Article "FOURTH" is composed of five separate paragraphs. In and of itself it constitutes a complete plan for the administration of so much of testator's property as was invested at the moment of his death in the partnership of which he was a member. The court assumes, and nothing to the contrary has been disclosed by the parties, that this investment represented the major portion of his material wealth in 1912. It was therein dedicated to the two persons who appear to have had the greatest claim upon his bounty. Each of the five unnumbered paragraphs of the article contains dispositive language. Each of the five separate directions is designed to guide the fiduciaries in the execution of the trust under the various factual situations which the testator envisaged as possible of occurrence from the point of his death to the termination of the trust. Each direction assumes the existence of the partnership agreement and gives due cognizance to its terms.
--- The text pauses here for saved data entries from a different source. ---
use homequote_core::domain::product::{Product, ProductId};
use homequote_core::domain::service::ServiceKind;

use super::{column, decimal_column, parsed_column, ProductRepository, RepositoryError};
use crate::DbPool;

pub struct SqlProductRepository {
    pool: DbPool,
}

impl SqlProductRepository {
    pub fn new(pool: DbPool) -> Self {
        Self { pool }
    }
}

const UPSERT_PRODUCT: &str = "INSERT INTO product (id, service, sku, name, unit, unit_price, active)
     VALUES (?, ?, ?, ?, ?, ?, ?)
     ON CONFLICT(sku) DO UPDATE SET
         service = excluded.service,
         name = excluded.name,
         unit = excluded.unit,
         unit_price = excluded.unit_price,
         active = excluded.active";

fn row_to_product(row: &sqlx::sqlite::SqliteRow) -> Result<Product, RepositoryError> {
    Ok(Product {
        id: ProductId(column(row, "id")?),
        service: parsed_column(row, "service")?,
        sku: column(row, "sku")?,
        name: column(row, "name")?,
        unit: column(row, "unit")?,
        unit_price: decimal_column(row, "unit_price")?,
        active: column(row, "active")?,
    })
}

#[async_trait::async_trait]
impl ProductRepository for SqlProductRepository {
    async fn find_by_id(&self, id: &ProductId) -> Result<Option<Product>, RepositoryError> {
        let row = sqlx::query(
            "SELECT id, service, sku, name, unit, unit_price, active FROM product WHERE id = ?",
        )
        .bind(&id.0)
        .fetch_optional(&self.pool)
        .await?;

        match row {
            Some(ref r) => Ok(Some(row_to_product(r)?)),
            None => Ok(None),
        }
    }

    async fn save(&self, product: Product) -> Result<(), RepositoryError> {
        sqlx::query(UPSERT_PRODUCT)
            .bind(&product.id.0)
            .bind(product.service.as_str())
            .bind(&product.sku)
            .bind(&product.name)
            .bind(&product.unit)
            .bind(product.unit_price.to_string())
            .bind(product.active)
            .execute(&self.pool)
            .await?;

        Ok(())
    }

    async fn list(&self, service: Option<ServiceKind>) -> Result<Vec<Product>, RepositoryError> {
        let rows = match service {
            Some(service) => {
                sqlx::query(
                    "SELECT id, service, sku, name, unit, unit_price, active
                     FROM product WHERE service = ? ORDER BY sku ASC",
                )
                .bind(service.as_str())
                .fetch_all(&self.pool)
                .await?
            }
            None => {
                sqlx::query(
                    "SELECT id, service, sku, name, unit, unit_price, active
                     FROM product ORDER BY service ASC, sku ASC",
                )
                .fetch_all(&self.pool)
                .await?
            }
        };

        rows.iter().map(row_to_product).collect::<Result<Vec<_>, _>>()
    }

    async fn save_all(&self, products: Vec<Product>) -> Result<usize, RepositoryError> {
        let mut tx = self.pool.begin().await?;
        for product in &products {
            sqlx::query(UPSERT_PRODUCT)
                .bind(&product.id.0)
                .bind(product.service.as_str())
                .bind(&product.sku)
                .bind(&product.name)
                .bind(&product.unit)
                .bind(product.unit_price.to_string())
                .bind(product.active)
                .execute(&mut *tx)
                .await?;
        }
        tx.commit().await?;

        Ok(products.len())
    }
}

#[cfg(test)]
mod tests {
    use rust_decimal::Decimal;

    use homequote_core::domain::product::{Product, ProductId};
    use homequote_core::domain::service::ServiceKind;

    use super::SqlProductRepository;
    use crate::repositories::ProductRepository;
    use crate::{connect_with_settings, migrations};

    fn product(sku: &str, service: ServiceKind, price: i64) -> Product {
        Product {
            id: ProductId(format!("prod-{}", sku.to_ascii_lowercase())),
            service,
            sku: sku.to_string(),
            name: sku.to_string(),
            unit: "each".to_string(),
            unit_price: Decimal::from(price),
            active: true,
        }
    }

    #[tokio::test]
    async fn save_all_upserts_by_sku_and_filters_by_service() {
        let pool = connect_with_settings("sqlite::memory:", 1, 30).await.expect("connect");
        migrations::run_pending(&pool).await.expect("migrations");
        let repo = SqlProductRepository::new(pool);

        let saved = repo
            .save_all(vec![
                product("RF-ARCH", ServiceKind::Roofing, 525),
                product("HV-16", ServiceKind::Hvac, 11_250),
            ])
            .await
            .expect("save all");
        assert_eq!(saved, 2);

        repo.save_all(vec![product("RF-ARCH", ServiceKind::Roofing, 540)]).await.expect("reimport");

        let roofing = repo.list(Some(ServiceKind::Roofing)).await.expect("list");
        assert_eq!(roofing.len(), 1);
        assert_eq!(roofing[0].unit_price, Decimal::from(540));
        assert_eq!(repo.list(None).await.expect("list").len(), 2);
    }
}
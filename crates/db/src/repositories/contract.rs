use homequote_core::domain::contract::{ContractTemplate, ContractTemplateId};
use homequote_core::domain::service::ServiceKind;

use super::{column, timestamp_column, ContractTemplateRepository, RepositoryError};
use crate::DbPool;

pub struct SqlContractTemplateRepository {
    pool: DbPool,
}

impl SqlContractTemplateRepository {
    pub fn new(pool: DbPool) -> Self {
        Self { pool }
    }
}

fn row_to_template(row: &sqlx::sqlite::SqliteRow) -> Result<ContractTemplate, RepositoryError> {
    let service: Option<String> = column(row, "service")?;
    let service = service
        .map(|raw| raw.parse::<ServiceKind>())
        .transpose()
        .map_err(|e| RepositoryError::Decode(format!("service: {e}")))?;

    Ok(ContractTemplate {
        id: ContractTemplateId(column(row, "id")?),
        name: column(row, "name")?,
        service,
        body: column(row, "body")?,
        active: column(row, "active")?,
        created_at: timestamp_column(row, "created_at")?,
        updated_at: timestamp_column(row, "updated_at")?,
    })
}

#[async_trait::async_trait]
impl ContractTemplateRepository for SqlContractTemplateRepository {
    async fn find_by_id(
        &self,
        id: &ContractTemplateId,
    ) -> Result<Option<ContractTemplate>, RepositoryError> {
        let row = sqlx::query(
            "SELECT id, name, service, body, active, created_at, updated_at
             FROM contract_template WHERE id = ?",
        )
        .bind(&id.0)
        .fetch_optional(&self.pool)
        .await?;

        match row {
            Some(ref r) => Ok(Some(row_to_template(r)?)),
            None => Ok(None),
        }
    }

    async fn list(&self) -> Result<Vec<ContractTemplate>, RepositoryError> {
        let rows = sqlx::query(
            "SELECT id, name, service, body, active, created_at, updated_at
             FROM contract_template ORDER BY name ASC",
        )
        .fetch_all(&self.pool)
        .await?;

        rows.iter().map(row_to_template).collect::<Result<Vec<_>, _>>()
    }

    async fn save(&self, template: ContractTemplate) -> Result<(), RepositoryError> {
        sqlx::query(
            "INSERT INTO contract_template (id, name, service, body, active, created_at, updated_at)
             VALUES (?, ?, ?, ?, ?, ?, ?)
             ON CONFLICT(id) DO UPDATE SET
                 name = excluded.name,
                 service = excluded.service,
                 body = excluded.body,
                 active = excluded.active,
                 updated_at = excluded.updated_at",
        )
        .bind(&template.id.0)
        .bind(&template.name)
        .bind(template.service.map(|service| service.as_str()))
        .bind(&template.body)
        .bind(template.active)
        .bind(template.created_at.to_rfc3339())
        .bind(template.updated_at.to_rfc3339())
        .execute(&self.pool)
        .await?;

        Ok(())
    }

    async fn delete(&self, id: &ContractTemplateId) -> Result<bool, RepositoryError> {
        let result = sqlx::query("DELETE FROM contract_template WHERE id = ?")
            .bind(&id.0)
            .execute(&self.pool)
            .await?;
        Ok(result.rows_affected() > 0)
    }
}
pub async fn create_customer(
    State(state): State<ApiState>,
    caller: Caller,
    Json(body): Json<CustomerInput>,
) -> Result<(StatusCode, Json<Customer>), ApiError> {
    let cid = caller.correlation_id.as_str();
    let customer = Customer {
        id: CustomerId::generate(),
        first_name: body.first_name.trim().to_string(),
        last_name: body.last_name.trim().to_string(),
        email: trimmed(body.email),
        phone: trimmed(body.phone),
        address: trimmed(body.address),
        created_at: Utc::now(),
    };
    customer.validate().for_request(cid)?;
    state.customers.save(customer.clone()).await.for_request(cid)?;

    info!(
        event_name = "customer.created",
        correlation_id = %cid,
        customer_id = %customer.id.0,
        created_by = %caller.user_id(),
        "customer created"
    );
    Ok((StatusCode::CREATED, Json(customer)))
}

pub async fn dashboard(
    State(state): State<ApiState>,
    caller: Caller,
) -> Result<Json<DashboardSummary>, ApiError> {
    caller.require_oversight()?;
    let cid = caller.correlation_id.as_str();
    let proposals = state
        .proposals
        .list(&ProposalFilter { limit: u32::MAX, ..ProposalFilter::default() })
        .await
        .for_request(cid)?;
    let pending = state
        .discount_requests
        .list(Some(DiscountRequestStatus::Pending), u32::MAX)
        .await
        .for_request(cid)?;

    Ok(Json(DashboardSummary::from_proposals(&proposals, pending.len())))
}

// ---------------------------------------------------------------------------
// Users and roles
// ---------------------------------------------------------------------------

pub async fn list_users(
    State(state): State<ApiState>,
    caller: Caller,
) -> Result<Json<Vec<User>>, ApiError> {
    caller.require_user_admin()?;
    let users = state.users.list().await.for_request(&caller.correlation_id)?;
    Ok(Json(users))
}

/// The last active administrator cannot be demoted.
pub async fn update_user_role(
    State(state): State<ApiState>,
    caller: Caller,
    Path(id): Path<String>,
    Json(body): Json<RoleUpdateRequest>,
) -> Result<Json<User>, ApiError> {
    caller.require_user_admin()?;
    let cid = caller.correlation_id.as_str();
    let mut user = state
        .users
        .find_by_id(&UserId(id.clone()))
        .await
        .for_request(cid)?
        .ok_or_else(|| caller.fail(not_found("user", &id)))?;

    if user.active && user.role == Role::Administrator && body.role != Role::Administrator {
        let admins =
            state.users.count_active_with_role(Role::Administrator).await.for_request(cid)?;
        if admins <= 1 {
            return Err(caller.fail(ApplicationError::Conflict(
                "cannot demote the last active administrator".to_string(),
            )));
        }
    }

    let previous = user.role;
    user.role = body.role;
    user.updated_at = Utc::now();
    state.users.save(user.clone()).await.for_request(cid)?;

    info!(
        event_name = "identity.user.role_changed",
        correlation_id = %cid,
        user_id = %user.id.0,
        from = %previous,
        to = %user.role,
        "user role changed"
    );
    state
        .record_audit(
            identity_event(&cid, caller.user_id(), "identity.user.role_changed")
                .with_metadata("user_id", &user.id.0)
                .with_metadata("from", previous)
                .with_metadata("to", user.role),
        )
        .await;

    Ok(Json(user))
}

/// Creates the first administrator. Needs the configured setup token and is
/// refused once any active administrator exists.
pub async fn setup_first_admin(
    State(state): State<ApiState>,
    meta: RequestMeta,
    headers: HeaderMap,
    Json(body): Json<SetupRequest>,
) -> Result<(StatusCode, Json<User>), ApiError> {
    let cid = meta.correlation_id.as_str();
    let fail = |error: ApplicationError| ApiError::new(error, cid);

    let Some(expected) = state.setup_token.as_ref() else {
        return Err(fail(ApplicationError::Forbidden("first-run setup is disabled".to_string())));
    };
    if header_value(&headers, SETUP_TOKEN_HEADER) != Some(expected.expose_secret()) {
        warn!(
            event_name = "identity.setup.denied",
            correlation_id = %cid,
            "setup token missing or invalid"
        );
        return Err(fail(ApplicationError::Unauthorized("invalid setup token".to_string())));
    }

    let admins = state.users.count_active_with_role(Role::Administrator).await.for_request(cid)?;
    if admins > 0 {
        return Err(fail(ApplicationError::Conflict(
            "an administrator already exists".to_string(),
        )));
    }

    let user_id = body.user_id.trim();
    let email = body.email.trim();
    if user_id.is_empty() {
        return Err(fail(DomainError::Validation("user_id is required".to_string()).into()));
    }
    if !email.contains('@') {
        return Err(fail(DomainError::Validation(format!("invalid email `{email}`")).into()));
    }

    let now = Utc::now();
    let existing = state.users.find_by_id(&UserId(user_id.to_string())).await.for_request(cid)?;
    let user = User {
        id: UserId(user_id.to_string()),
        email: email.to_string(),
        first_name: trimmed(body.first_name),
        last_name: trimmed(body.last_name),
        role: Role::Administrator,
        active: true,
        created_at: existing.map(|user| user.created_at).unwrap_or(now),
        updated_at: now,
    };
    state.users.save(user.clone()).await.for_request(cid)?;

    info!(
        event_name = "identity.setup.completed",
        correlation_id = %cid,
        user_id = %user.id.0,
        "first administrator created"
    );
    state
        .record_audit(
            identity_event(cid, &user.id.0, "identity.setup.completed")
                .with_metadata("user_id", &user.id.0),
        )
        .await;

    Ok((StatusCode::CREATED, Json(user)))
}
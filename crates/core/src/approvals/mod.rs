use std::collections::HashMap;

use chrono::{DateTime, Utc};
use rust_decimal::Decimal;
use serde::{Deserialize, Serialize};
use thiserror::Error;

use crate::domain::approval::{DiscountRequest, DiscountRequestId, DiscountRequestStatus};
use crate::domain::proposal::{Proposal, ProposalId};
use crate::domain::user::{Actor, Role, RolePermissions, UserId};
use crate::errors::DomainError;
use crate::pricing::totals::round_money;

#[derive(Clone, Debug, PartialEq, Eq, Serialize, Deserialize)]
pub struct ApprovalRequestInput {
    pub proposal_id: ProposalId,
    pub requested_discount: Decimal,
    pub subtotal: Decimal,
    pub requested_by: UserId,
    pub notes: Option<String>,
}

#[derive(Clone, Copy, Debug, PartialEq, Eq, Serialize, Deserialize)]
#[serde(rename_all = "snake_case")]
pub enum ApprovalDecision {
    Approve,
    Deny,
}

#[derive(Clone, Debug, Error, PartialEq, Eq, Serialize, Deserialize)]
#[serde(tag = "kind", rename_all = "snake_case")]
pub enum ApprovalValidationFailure {
    #[error("discount request is already {status:?}")]
    NotPending { status: DiscountRequestStatus },
    #[error("role `{role}` cannot approve discounts")]
    CannotApprove { role: Role },
    #[error("approver role `{approver_role}` does not satisfy required role `{required_role}`")]
    InsufficientRoleAuthority { approver_role: Role, required_role: Role },
    #[error(
        "requested discount {requested_pct}% exceeds `{approver_role}` limit {max_discount_pct}%"
    )]
    DiscountLimitExceeded { approver_role: Role, requested_pct: Decimal, max_discount_pct: Decimal },
    #[error("users cannot decide their own discount requests")]
    SelfDecision,
}

impl ApprovalValidationFailure {
    /// State conflicts as opposed to permission problems.
    pub fn is_conflict(&self) -> bool {
        matches!(self, Self::NotPending { .. })
    }
}

/// Role limits used to route and validate discount approvals.
#[derive(Clone, Debug)]
pub struct ApprovalPolicy {
    permissions: HashMap<Role, RolePermissions>,
}

impl Default for ApprovalPolicy {
    fn default() -> Self {
        Self::new(Role::ALL.iter().map(|role| RolePermissions::defaults_for(*role)).collect())
    }
}

impl ApprovalPolicy {
    /// Roles missing from `permissions` keep their defaults.
    pub fn new(permissions: Vec<RolePermissions>) -> Self {
        let mut table: HashMap<Role, RolePermissions> = Role::ALL
            .iter()
            .map(|role| (*role, RolePermissions::defaults_for(*role)))
            .collect();
        for entry in permissions {
            table.insert(entry.role, entry);
        }
        Self { permissions: table }
    }

    pub fn permissions_for(&self, role: Role) -> RolePermissions {
        self.permissions.get(&role).cloned().unwrap_or_else(|| RolePermissions::defaults_for(role))
    }

    /// Lowest-ranked approving role whose limit covers `requested_pct`.
    pub fn required_role(&self, requested_pct: Decimal) -> Role {
        let mut approvers: Vec<&RolePermissions> =
            self.permissions.values().filter(|entry| entry.can_approve_discounts).collect();
        approvers.sort_by_key(|entry| entry.role.rank());

        approvers
            .into_iter()
            .find(|entry| entry.max_discount_pct >= requested_pct)
            .map(|entry| entry.role)
            .unwrap_or(Role::Administrator)
    }

    pub fn request_approval(
        &self,
        input: ApprovalRequestInput,
        now: DateTime<Utc>,
    ) -> Result<DiscountRequest, DomainError> {
        if input.requested_discount <= Decimal::ZERO {
            return Err(DomainError::InvalidDiscount(
                "requested discount must be greater than zero".to_string(),
            ));
        }
        if input.requested_discount > input.subtotal {
            return Err(DomainError::InvalidDiscount(format!(
                "requested discount {} exceeds subtotal {}",
                input.requested_discount, input.subtotal
            )));
        }

        let requested_pct = discount_pct(input.requested_discount, input.subtotal);
        Ok(DiscountRequest {
            id: DiscountRequestId::generate(),
            proposal_id: input.proposal_id,
            requested_discount: input.requested_discount,
            requested_pct,
            requested_by: input.requested_by,
            approver_role: self.required_role(requested_pct),
            status: DiscountRequestStatus::Pending,
            notes: input.notes.filter(|notes| !notes.trim().is_empty()),
            decided_by: None,
            decision_notes: None,
            created_at: now,
            updated_at: now,
        })
    }

    pub fn validate_decision(
        &self,
        request: &DiscountRequest,
        decider: &Actor,
    ) -> Result<(), ApprovalValidationFailure> {
        if !request.is_pending() {
            return Err(ApprovalValidationFailure::NotPending { status: request.status });
        }
        if &request.requested_by == decider.id() {
            return Err(ApprovalValidationFailure::SelfDecision);
        }
        if !decider.permissions.can_approve_discounts {
            return Err(ApprovalValidationFailure::CannotApprove { role: decider.role() });
        }
        if decider.role().rank() < request.approver_role.rank() {
            return Err(ApprovalValidationFailure::InsufficientRoleAuthority {
                approver_role: decider.role(),
                required_role: request.approver_role,
            });
        }
        if request.requested_pct > decider.permissions.max_discount_pct {
            return Err(ApprovalValidationFailure::DiscountLimitExceeded {
                approver_role: decider.role(),
                requested_pct: request.requested_pct,
                max_discount_pct: decider.permissions.max_discount_pct,
            });
        }
        Ok(())
    }

    pub fn decide(
        &self,
        request: &mut DiscountRequest,
        decider: &Actor,
        decision: ApprovalDecision,
        notes: Option<String>,
        now: DateTime<Utc>,
    ) -> Result<(), ApprovalValidationFailure> {
        self.validate_decision(request, decider)?;

        request.status = match decision {
            ApprovalDecision::Approve => DiscountRequestStatus::Approved,
            ApprovalDecision::Deny => DiscountRequestStatus::Denied,
        };
        request.decided_by = Some(decider.id().clone());
        request.decision_notes = notes.filter(|notes| !notes.trim().is_empty());
        request.updated_at = now;
        Ok(())
    }
}

pub fn discount_pct(discount: Decimal, subtotal: Decimal) -> Decimal {
    if subtotal <= Decimal::ZERO {
        return Decimal::ZERO;
    }
    round_money(discount * Decimal::ONE_HUNDRED / subtotal)
}

/// Largest approved amount among a proposal's requests.
pub fn approved_discount(requests: &[DiscountRequest]) -> Option<Decimal> {
    requests
        .iter()
        .filter(|request| request.status == DiscountRequestStatus::Approved)
        .map(|request| request.requested_discount)
        .max()
}

/// A proposal may only be sent once its current discount needs no approval.
/// Requests for amounts the proposal no longer carries do not block it.
pub fn ensure_sendable(proposal: &Proposal, requests: &[DiscountRequest]) -> Result<(), DomainError> {
    if !proposal.pricing.requires_approval {
        return Ok(());
    }

    let waiting = proposal.pricing.pending_discount.and_then(|amount| {
        requests
            .iter()
            .find(|request| request.is_pending() && request.requested_discount == amount)
    });
    Err(DomainError::InvariantViolation(match waiting {
        Some(pending) => format!(
            "proposal `{}` has pending discount request `{}`",
            proposal.id.0, pending.id.0
        ),
        None => format!("proposal `{}` discount exceeds the approved limit", proposal.id.0),
    }))
}

/// Pending requests whose amount is not the discount the proposal is
/// currently waiting on.
pub fn superseded_requests<'a>(
    proposal: &Proposal,
    requests: &'a [DiscountRequest],
) -> impl Iterator<Item = &'a DiscountRequest> {
    let current = proposal.pricing.pending_discount;
    requests
        .iter()
        .filter(move |request| request.is_pending() && Some(request.requested_discount) != current)
}

#[cfg(test)]
mod tests {
    use chrono::Utc;
    use rust_decimal::Decimal;

    use super::{
        approved_discount, ensure_sendable, superseded_requests, ApprovalDecision,
        ApprovalPolicy, ApprovalRequestInput, ApprovalValidationFailure,
    };
    use crate::domain::approval::{DiscountRequest, DiscountRequestStatus};
    use crate::domain::customer::CustomerId;
    use crate::domain::proposal::{Proposal, ProposalId};
    use crate::domain::service::ServiceKind;
    use crate::domain::user::{Actor, Role, RolePermissions, User, UserId};

    fn actor(id: &str, role: Role) -> Actor {
        Actor {
            user: User {
                id: UserId(id.to_string()),
                email: format!("{id}@example.com"),
                first_name: None,
                last_name: None,
                role,
                active: true,
                created_at: Utc::now(),
                updated_at: Utc::now(),
            },
            permissions: RolePermissions::defaults_for(role),
        }
    }

    fn request(amount: i64) -> DiscountRequest {
        ApprovalPolicy::default()
            .request_approval(
                ApprovalRequestInput {
                    proposal_id: ProposalId("P-1".to_string()),
                    requested_discount: Decimal::from(amount),
                    subtotal: Decimal::from(25_000),
                    requested_by: UserId("rep".to_string()),
                    notes: Some("Neighbor referral".to_string()),
                },
                Utc::now(),
            )
            .expect("request")
    }

    #[test]
    fn routes_to_lowest_role_whose_limit_covers_request() {
        let within_manager = request(3_000);
        assert_eq!(within_manager.requested_pct, Decimal::from(12));
        assert_eq!(within_manager.approver_role, Role::SalesManager);
        assert_eq!(within_manager.status, DiscountRequestStatus::Pending);

        let beyond_manager = request(6_000);
        assert_eq!(beyond_manager.approver_role, Role::Administrator);
    }

    #[test]
    fn rejects_zero_or_oversized_requests() {
        let policy = ApprovalPolicy::default();
        let input = |amount: i64| ApprovalRequestInput {
            proposal_id: ProposalId("P-1".to_string()),
            requested_discount: Decimal::from(amount),
            subtotal: Decimal::from(1_000),
            requested_by: UserId("rep".to_string()),
            notes: None,
        };

        assert!(policy.request_approval(input(0), Utc::now()).is_err());
        assert!(policy.request_approval(input(1_001), Utc::now()).is_err());
    }

    #[test]
    fn manager_approves_within_limit() {
        let policy = ApprovalPolicy::default();
        let mut pending = request(3_000);

        policy
            .decide(
                &mut pending,
                &actor("mgr", Role::SalesManager),
                ApprovalDecision::Approve,
                Some("ok".to_string()),
                Utc::now(),
            )
            .expect("manager may approve 12%");

        assert_eq!(pending.status, DiscountRequestStatus::Approved);
        assert_eq!(pending.decided_by, Some(UserId("mgr".to_string())));
    }

    #[test]
    fn denies_unqualified_deciders() {
        let policy = ApprovalPolicy::default();

        let error = policy
            .validate_decision(&request(3_000), &actor("rep2", Role::SalesRepresentative))
            .expect_err("reps cannot approve");
        assert!(matches!(error, ApprovalValidationFailure::CannotApprove { .. }));

        let error = policy
            .validate_decision(&request(6_000), &actor("mgr", Role::SalesManager))
            .expect_err("24% needs an administrator");
        assert!(matches!(error, ApprovalValidationFailure::InsufficientRoleAuthority { .. }));

        let error = policy
            .validate_decision(&request(3_000), &actor("rep", Role::Administrator))
            .expect_err("requester cannot self-approve");
        assert_eq!(error, ApprovalValidationFailure::SelfDecision);
    }

    #[test]
    fn decided_requests_cannot_be_decided_again() {
        let policy = ApprovalPolicy::default();
        let admin = actor("admin", Role::Administrator);
        let mut decided = request(3_000);
        policy
            .decide(&mut decided, &admin, ApprovalDecision::Deny, None, Utc::now())
            .expect("deny");

        let error = policy
            .decide(&mut decided, &admin, ApprovalDecision::Approve, None, Utc::now())
            .expect_err("already denied");
        assert!(error.is_conflict());
    }

    #[test]
    fn custom_limits_change_routing() {
        let mut manager = RolePermissions::defaults_for(Role::SalesManager);
        manager.max_discount_pct = Decimal::from(30);
        let policy = ApprovalPolicy::new(vec![manager]);

        assert_eq!(policy.required_role(Decimal::from(25)), Role::SalesManager);
        assert_eq!(
            policy.permissions_for(Role::SalesRepresentative).max_discount_pct,
            Decimal::from(10)
        );
    }

    fn draft() -> Proposal {
        Proposal::new_draft(
            CustomerId("C-1".to_string()),
            UserId("rep".to_string()),
            vec![ServiceKind::Roofing],
            Vec::new(),
            Utc::now(),
        )
        .expect("draft")
    }

    #[test]
    fn sending_waits_on_the_current_discount_only() {
        let mut proposal = draft();
        proposal.pricing.requires_approval = true;
        proposal.pricing.pending_discount = Some(Decimal::from(3_000));

        let abandoned = request(3_750);
        let current = request(3_000);
        let requests = vec![abandoned.clone(), current.clone()];
        let error = ensure_sendable(&proposal, &requests).expect_err("current override waits");
        assert!(error.to_string().contains(&current.id.0));

        let superseded: Vec<_> = superseded_requests(&proposal, &requests).collect();
        assert_eq!(superseded, vec![&abandoned]);

        // Approved and repriced: the stale 15% request no longer matters.
        proposal.pricing.requires_approval = false;
        proposal.pricing.pending_discount = None;
        let mut approved = current;
        approved.status = DiscountRequestStatus::Approved;
        assert!(ensure_sendable(&proposal, &[abandoned, approved.clone()]).is_ok());
        assert_eq!(approved_discount(&[approved]), Some(Decimal::from(3_000)));
    }

    #[test]
    fn over_limit_snapshot_blocks_without_a_filed_request() {
        let mut proposal = draft();
        proposal.pricing.requires_approval = true;
        proposal.pricing.pending_discount = Some(Decimal::from(3_000));

        let error = ensure_sendable(&proposal, &[]).expect_err("still over the limit");
        assert!(error.to_string().contains("exceeds the approved limit"));
    }

    #[test]
    fn withdrawn_requests_leave_the_queue_for_good() {
        let policy = ApprovalPolicy::default();
        let mut stale = request(3_000);

        assert!(stale.withdraw(Utc::now()));
        assert_eq!(stale.status, DiscountRequestStatus::Withdrawn);
        assert!(!stale.withdraw(Utc::now()), "only pending requests are withdrawn");

        let error = policy
            .validate_decision(&stale, &actor("mgr", Role::SalesManager))
            .expect_err("withdrawn requests cannot be decided");
        assert!(error.is_conflict());
        assert_eq!(approved_discount(&[stale]), None);
    }
}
In the first two paragraphs the text refers to "my said one half equal interest in the said co-partnership business at the time of my death subject to the conditions imposed by said agreement" and "my said equal interest in said co-partnership business." In the third paragraph "the amount of money paid for and representing my equal one-half interest in said co-partnership business" is made the subject matter of a present gift, to which is added the further direction to "reserve the said trust fund and safely and conservatively invest the said moneys." In the fourth paragraph the fiduciary is directed to divide "the money, representing my said equal one-half interest in said co-partnership between * * *, said moneys to be theirs absolutely and forever." Again in the fifth paragraph the text deals with "the said moneys representing my one-half interest" and provides that upon the death of the widow, the fiduciary transfer to the remaindermen the legal title to "the said guaranteed first mortgages" in which testator had directed the investment of the trust fund.

Those contending for ademption lay great stress upon the testator's choice of words in the first two paragraphs. Under other circumstances the subject matter of gifts expressed in like words has been held to be specific. To place entire reliance upon those two paragraphs, however, is unjust to the testator. Each paragraph of article "FOURTH" is an integral part of an entire plan, the ultimate purpose of which was the erection of a trust, not out of an intangible bundle of rights, to wit, the interest in the partnership, but out of money to be realized on the sale of such interest. In his choice of language the testator resorted to phrases containing the word, money, more often than he selected the words "my equal one-half interest in said co-partnership business." Moreover, the use of the latter phrase in the first two paragraphs is in complete accord with the plan. At the moment of death he could give nothing but the intangible equal interest in the business, for the agreement withheld from his legal representative the monetary value thereof for some time at least. But he did not stop there, for he gave the money to be realized, as well, and gave it as of the moment of death, subject to reduction to possession by his fiduciary.

Having thus analyzed the words used in the will by the testator and the intention thereby expressed, the court is of the opinion that the subject matter of the gifts in trust under articles "FOURTH" and "SIXTH", while specific legacies in nature, included a gift, in substitution for the specific item, of the proceeds thereof, upon a sale or liquidation of the business.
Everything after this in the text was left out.